TASK REQUIREMENTS:
If a line in the records below contains the word "impl", copy it out.

Records drawn from a dataset:
// Copyright (c) 2024-2025 DeepGraph Inc.
// SPDX-License-Identifier: Apache-2.0
//
//! Keeps data rules pointing at catalog objects across renames
//!
//! The catalog fires listeners synchronously, so by the time a rename call
//! returns the rules have been rewritten and stored.

use super::data_dao::DataAccessRuleDao;
use crate::catalog::{CatalogEvent, CatalogListener, InfoType};
use std::sync::Arc;

pub struct RuleRenameListener {
    dao: Arc<DataAccessRuleDao>,
}

impl RuleRenameListener {
    pub fn new(dao: Arc<DataAccessRuleDao>) -> Self {
        Self { dao }
    }

    fn rename(&self, info_type: InfoType, workspace: Option<&str>, old: &str, new: &str) -> usize {
        match (info_type, workspace) {
            (InfoType::Workspace, _) => self.dao.rename_workspace(old, new),
            (InfoType::Resource, Some(ws)) | (InfoType::Layer, Some(ws)) => {
                self.dao.rename_layer(ws, old, new)
            }
            (InfoType::LayerGroup, Some(ws)) => self.dao.rename_layer(ws, old, new),
            (InfoType::LayerGroup, None) => self.dao.rename_global_group(old, new),
            _ => 0,
        }
    }
}

impl CatalogListener for RuleRenameListener {
    fn on_event(&self, event: &CatalogEvent) {
        let CatalogEvent::Renamed {
            info_type,
            workspace,
            old_name,
            new_name,
            ..
        } = event
        else {
            return;
        };
        if old_name == new_name {
            return;
        }

        let changed = self.rename(*info_type, workspace.as_deref(), old_name, new_name);
        if changed == 0 {
            return;
        }
        log::info!(
            "Renamed {} data rule(s) after {} rename {} -> {}",
            changed,
            info_type,
            old_name,
            new_name
        );
        if let Err(e) = self.dao.store_rules() {
            log::error!("Failed to store data rules after rename: {}", e);
        }
    }
}
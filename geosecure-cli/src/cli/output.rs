// Copyright (c) 2024-2025 DeepGraph Inc.
// SPDX-License-Identifier: Apache-2.0
//
//! Result formatting for CLI output

use colored::*;
use comfy_table::{presets::UTF8_FULL, Cell, Color, Table};
use geosecure::catalog::InfoType;
use geosecure::secure::{AccessLevel, WrapperPolicy};
use geosecure::{AccessMode, CatalogMode};

use super::commands::OutputFormat;

/// Outcome of an access check
pub struct CheckReport {
    pub object: String,
    pub info_type: InfoType,
    pub authentication: String,
    pub catalog_mode: CatalogMode,
    pub decisions: Vec<(AccessMode, bool)>,
    /// `None` when the secure catalog hides the object
    pub policy: Option<WrapperPolicy>,
    /// Layers visible through a layer group
    pub members: Vec<String>,
}

pub struct OutputFormatter;

impl OutputFormatter {
    pub fn check(report: &CheckReport, format: OutputFormat) -> String {
        match format {
            OutputFormat::Table => Self::check_table(report),
            OutputFormat::Json => Self::check_json(report),
        }
    }

    fn check_table(report: &CheckReport) -> String {
        let mut output = String::new();
        output.push_str(&format!(
            "{} {} for {}\n",
            report.info_type.to_string().bold(),
            report.object.bold().green(),
            report.authentication
        ));
        output.push_str(&format!("Catalog mode: {}\n\n", report.catalog_mode));

        let mut table = Table::new();
        table.load_preset(UTF8_FULL);
        table.set_header(vec![
            Cell::new("Mode").fg(Color::Green),
            Cell::new("Decision").fg(Color::Green),
        ]);
        for (mode, allowed) in &report.decisions {
            let cell = if *allowed {
                Cell::new("allowed").fg(Color::Green)
            } else {
                Cell::new("denied").fg(Color::Red)
            };
            table.add_row(vec![Cell::new(mode.to_string()), cell]);
        }
        output.push_str(&table.to_string());
        output.push('\n');

        match &report.policy {
            None => output.push_str(&format!("\n{}\n", "Hidden by the secure catalog".yellow())),
            Some(policy) => output.push_str(&format!(
                "\nSecure catalog returns it as {} ({:?} on denial)\n",
                Self::level_name(policy.level).bold(),
                policy.response
            )),
        }

        if !report.members.is_empty() {
            output.push_str(&format!("\n{}\n", "Visible layers:".bold()));
            for (i, member) in report.members.iter().enumerate() {
                output.push_str(&format!("  {}. {}\n", i + 1, member));
            }
        }
        output
    }

    fn check_json(report: &CheckReport) -> String {
        let decisions: serde_json::Map<String, serde_json::Value> = report
            .decisions
            .iter()
            .map(|(mode, allowed)| (mode.to_string(), serde_json::Value::Bool(*allowed)))
            .collect();
        let json = serde_json::json!({
            "object": report.object,
            "type": report.info_type.to_string(),
            "authentication": report.authentication,
            "catalog_mode": report.catalog_mode.to_string(),
            "decisions": decisions,
            "visible": report.policy.is_some(),
            "level": report.policy.map(|p| Self::level_name(p.level)),
            "members": report.members,
        });
        let mut text = serde_json::to_string_pretty(&json)
            .unwrap_or_else(|_| "{\"status\": \"error\"}".to_string());
        text.push('\n');
        text
    }

    fn level_name(level: AccessLevel) -> &'static str {
        match level {
            AccessLevel::Hidden => "hidden",
            AccessLevel::Metadata => "metadata only",
            AccessLevel::ReadOnly => "read only",
            AccessLevel::ReadWrite => "read/write",
            AccessLevel::Admin => "admin",
        }
    }

    pub fn rules(rules: &[(String, String)], format: OutputFormat) -> String {
        match format {
            OutputFormat::Table => {
                if rules.is_empty() {
                    return format!("{}\n", "No rules defined".yellow());
                }
                let mut table = Table::new();
                table.load_preset(UTF8_FULL);
                table.set_header(vec![
                    Cell::new("Rule").fg(Color::Green),
                    Cell::new("Roles").fg(Color::Green),
                ]);
                for (key, value) in rules {
                    table.add_row(vec![key.clone(), value.clone()]);
                }
                format!("{}\n", table)
            }
            OutputFormat::Json => {
                let json: Vec<serde_json::Value> = rules
                    .iter()
                    .map(|(key, value)| serde_json::json!({ "rule": key, "roles": value }))
                    .collect();
                let mut text = serde_json::to_string_pretty(&json).unwrap_or_else(|_| "[]".to_string());
                text.push('\n');
                text
            }
        }
    }

    pub fn validation(errors: &[String], warnings: &[String]) -> String {
        let mut output = String::new();
        if !errors.is_empty() {
            output.push_str(&format!("{}\n", "Errors:".bold().red()));
            for (i, error) in errors.iter().enumerate() {
                output.push_str(&format!("  {}. {}\n", i + 1, error.red()));
            }
        }
        if !warnings.is_empty() {
            output.push_str(&format!("{}\n", "Warnings:".bold().yellow()));
            for (i, warning) in warnings.iter().enumerate() {
                output.push_str(&format!("  {}. {}\n", i + 1, warning.yellow()));
            }
        }
        output
    }
}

RESPONSE TO THE EXERCISE:
impl RuleRenameListener {
impl CatalogListener for RuleRenameListener {
impl OutputFormatter {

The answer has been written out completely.